**EXERCISE PROMPT:**
Extract exactly those lines that lie between the start of the material and the line with "pub struct FakeError;", including both boundary lines and no others.

**DATASET:**
//! Recording pins and delays for tests that care about ordering and drops.

use core::cell::{Cell, RefCell};
use embedded_hal::delay::DelayNs;
use embedded_hal::digital::{self, ErrorKind, OutputPin};
use embedded_hal::pwm::{self, SetDutyCycle};
use std::rc::Rc;
use std::vec::Vec;

#[derive(Debug, Clone, Copy, PartialEq, Eq)]
pub enum Event {
    Write { line: usize, high: bool },
    DelayNs(u64),
    Duty(u16),
}

#[derive(Debug, Clone, Copy, PartialEq, Eq)]
pub struct FakeError;

impl digital::Error for FakeError {
    fn kind(&self) -> ErrorKind {
        ErrorKind::Other
    }
}

/// Shared log every fake of one test writes into.
#[derive(Debug, Clone, Default)]
pub struct Bench {
    events: Rc<RefCell<Vec<Event>>>,
    built: Rc<Cell<usize>>,
    dropped: Rc<Cell<usize>>,
}

impl Bench {
    pub fn new() -> Self {
        Self::default()
    }

    pub fn line(&self, index: usize) -> RecordingLine {
        self.built.set(self.built.get() + 1);
        RecordingLine {
            index,
            bench: self.clone(),
            fail: false,
        }
    }

    pub fn failing_line(&self, index: usize) -> RecordingLine {
        let mut line = self.line(index);
        line.fail = true;
        line
    }

    pub fn lines<const N: usize>(&self) -> [RecordingLine; N] {
        core::array::from_fn(|i| self.line(i))
    }

    pub fn id(&self, index: usize) -> PinId {
        PinId {
            index,
            bench: self.clone(),
            valid: true,
        }
    }

    pub fn bad_id(&self, index: usize) -> PinId {
        PinId {
            valid: false,
            ..self.id(index)
        }
    }

    pub fn delay(&self) -> RecordingDelay {
        RecordingDelay {
            bench: self.clone(),
        }
    }

    pub fn pwm(&self) -> RecordingPwm {
        RecordingPwm {
            bench: self.clone(),
        }
    }

    pub fn events(&self) -> Vec<Event> {
        self.events.borrow().clone()
    }

    pub fn clear(&self) {
        self.events.borrow_mut().clear();
    }

    pub fn built(&self) -> usize {
        self.built.get()
    }

    pub fn dropped(&self) -> usize {
        self.dropped.get()
    }

    /// Last level written to each of the first `n` lines.
    pub fn levels(&self, n: usize) -> Vec<Option<bool>> {
        let mut levels = std::vec![None; n];
        for event in self.events.borrow().iter() {
            if let Event::Write { line, high } = *event {
                if line < n {
                    levels[line] = Some(high);
                }
            }
        }
        levels
    }

    fn push(&self, event: Event) {
        self.events.borrow_mut().push(event);
    }
}

/// Select line that logs writes and counts its own drop.
#[derive(Debug)]
pub struct RecordingLine {
    index: usize,
    bench: Bench,
    fail: bool,
}

impl RecordingLine {
    fn write(&mut self, high: bool) -> Result<(), FakeError> {
        if self.fail {
            return Err(FakeError);
        }
        self.bench.push(Event::Write {
            line: self.index,
            high,
        });
        Ok(())
    }
}

impl Drop for RecordingLine {
    fn drop(&mut self) {
        self.bench.dropped.set(self.bench.dropped.get() + 1);
    }
}

impl digital::ErrorType for RecordingLine {
    type Error = FakeError;
}

impl OutputPin for RecordingLine {
    fn set_low(&mut self) -> Result<(), Self::Error> {
        self.write(false)
    }

    fn set_high(&mut self) -> Result<(), Self::Error> {
        self.write(true)
    }
}

/// Raw pin number a `RecordingLine` can be built from.
#[derive(Debug)]
pub struct PinId {
    index: usize,
    bench: Bench,
    valid: bool,
}

impl TryFrom<PinId> for RecordingLine {
    type Error = FakeError;

    fn try_from(id: PinId) -> Result<Self, Self::Error> {
        if !id.valid {
            return Err(FakeError);
        }
        Ok(id.bench.line(id.index))
    }
}

#[derive(Debug)]
pub struct RecordingDelay {
    bench: Bench,
}

impl DelayNs for RecordingDelay {
    fn delay_ns(&mut self, ns: u32) {
        self.bench.push(Event::DelayNs(u64::from(ns)));
    }

    fn delay_us(&mut self, us: u32) {
        self.bench.push(Event::DelayNs(u64::from(us) * 1_000));
    }
}

#[derive(Debug)]
pub struct RecordingPwm {
    bench: Bench,
}

impl pwm::ErrorType for RecordingPwm {
    type Error = core::convert::Infallible;
}

impl SetDutyCycle for RecordingPwm {
    fn max_duty_cycle(&self) -> u16 {
        1000
    }

    fn set_duty_cycle(&mut self, duty: u16) -> Result<(), Self::Error> {
        self.bench.push(Event::Duty(duty));
        Ok(())
    }
}
use crate::Multiplexer;
use crate::mutex::PortMutex;
use core::cell::RefCell;
use core::fmt::Debug;
use embedded_hal::digital::{self, InputPin, OutputPin};
use embedded_hal::pwm::{self, SetDutyCycle};

/// Errors from a channel proxy: either routing the channel or using the terminal failed.
#[derive(Debug, PartialEq, Eq)]
#[cfg_attr(feature = "defmt", derive(defmt::Format))]
pub enum ChannelError<S, T> {
    Select(S),
    Terminal(T),
}

impl<S: Debug, T: digital::Error> digital::Error for ChannelError<S, T> {
    fn kind(&self) -> digital::ErrorKind {
        match self {
            ChannelError::Terminal(e) => e.kind(),
            ChannelError::Select(_) => digital::ErrorKind::Other,
        }
    }
}

impl<S: Debug, T: pwm::Error> pwm::Error for ChannelError<S, T> {
    fn kind(&self) -> pwm::ErrorKind {
        match self {
            ChannelError::Terminal(e) => e.kind(),
            ChannelError::Select(_) => pwm::ErrorKind::Other,
        }
    }
}

/// High-level wrapper: a multiplexer behind a PortMutex (e.g. RefCell), so
/// every channel can be handed out as its own pin.
pub struct SharedMux<M> {
    mux: M,
}

impl<M, X> SharedMux<M>
where
    M: PortMutex<Port = X>,
    X: Multiplexer,
{
    pub fn new(mux: X) -> Self {
        Self {
            mux: M::create(mux),
        }
    }

    /// A pin proxy for `channel`, or `None` if the multiplexer has no such channel.
    pub fn channel(&self, channel: u8) -> Option<MuxChannel<'_, M>> {
        let channels = self.mux.lock(|mux| mux.channels());
        (u16::from(channel) < channels).then(|| MuxChannel::new(&self.mux, channel))
    }

    /// Proxies for channels `0..C`, or `None` if there are fewer than `C` channels.
    pub fn split<const C: usize>(&self) -> Option<[MuxChannel<'_, M>; C]> {
        let channels = self.mux.lock(|mux| mux.channels());
        if C > usize::from(channels) {
            return None;
        }
        // C <= 256 here, so every index fits a u8
        Some(core::array::from_fn(|i| MuxChannel::new(&self.mux, i as u8)))
    }

    /// Run `f` on the multiplexer under the lock.
    pub fn lock<R>(&self, f: impl FnOnce(&mut X) -> R) -> R {
        self.mux.lock(f)
    }
}

impl<X: Multiplexer> SharedMux<RefCell<X>> {
    pub fn into_inner(self) -> X {
        self.mux.into_inner()
    }
}

/// A pin proxy for one channel.
///
/// Each operation selects the channel (including the settle delay) and then
/// performs the same operation on the terminal, all under one lock.
pub struct MuxChannel<'a, M> {
    mux: &'a M,
    channel: u8,
}

impl<'a, M, X> MuxChannel<'a, M>
where
    M: PortMutex<Port = X>,
    X: Multiplexer,
{
    pub(crate) fn new(mux: &'a M, channel: u8) -> Self {
        Self { mux, channel }
    }

    pub fn number(&self) -> u8 {
        self.channel
    }

    fn with_selected<R, E>(
        &self,
        f: impl FnOnce(&mut X::Terminal) -> Result<R, E>,
    ) -> Result<R, ChannelError<X::Error, E>> {
        let channel = self.channel;
        self.mux.lock(|mux| {
            let terminal = mux.select(channel).map_err(ChannelError::Select)?;
            f(terminal).map_err(ChannelError::Terminal)
        })
    }
}

impl<M, X> digital::ErrorType for MuxChannel<'_, M>
where
    M: PortMutex<Port = X>,
    X: Multiplexer,
    X::Terminal: digital::ErrorType,
{
    type Error = ChannelError<X::Error, <X::Terminal as digital::ErrorType>::Error>;
}

impl<M, X> OutputPin for MuxChannel<'_, M>
where
    M: PortMutex<Port = X>,
    X: Multiplexer,
    X::Terminal: OutputPin,
{
    fn set_low(&mut self) -> Result<(), <Self as digital::ErrorType>::Error> {
        self.with_selected(|t| t.set_low())
    }

    fn set_high(&mut self) -> Result<(), <Self as digital::ErrorType>::Error> {
        self.with_selected(|t| t.set_high())
    }
}

impl<M, X> InputPin for MuxChannel<'_, M>
where
    M: PortMutex<Port = X>,
    X: Multiplexer,
    X::Terminal: InputPin,
{
    fn is_high(&mut self) -> Result<bool, <Self as digital::ErrorType>::Error> {
        self.with_selected(|t| t.is_high())
    }

    fn is_low(&mut self) -> Result<bool, <Self as digital::ErrorType>::Error> {
        self.with_selected(|t| t.is_low())
    }
}

impl<M, X> pwm::ErrorType for MuxChannel<'_, M>
where
    M: PortMutex<Port = X>,
    X: Multiplexer,
    X::Terminal: pwm::ErrorType,
{
    type Error = ChannelError<X::Error, <X::Terminal as pwm::ErrorType>::Error>;
}

impl<M, X> SetDutyCycle for MuxChannel<'_, M>
where
    M: PortMutex<Port = X>,
    X: Multiplexer,
    X::Terminal: SetDutyCycle,
{
    fn max_duty_cycle(&self) -> u16 {
        self.mux.lock(|mux| mux.terminal().max_duty_cycle())
    }

    fn set_duty_cycle(&mut self, duty: u16) -> Result<(), <Self as pwm::ErrorType>::Error> {
        self.with_selected(|t| t.set_duty_cycle(duty))
    }
}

**RESULT:**
//! Recording pins and delays for tests that care about ordering and drops.

use core::cell::{Cell, RefCell};
use embedded_hal::delay::DelayNs;
use embedded_hal::digital::{self, ErrorKind, OutputPin};
use embedded_hal::pwm::{self, SetDutyCycle};
use std::rc::Rc;
use std::vec::Vec;

#[derive(Debug, Clone, Copy, PartialEq, Eq)]
pub enum Event {
    Write { line: usize, high: bool },
    DelayNs(u64),
    Duty(u16),
}

#[derive(Debug, Clone, Copy, PartialEq, Eq)]
pub struct FakeError;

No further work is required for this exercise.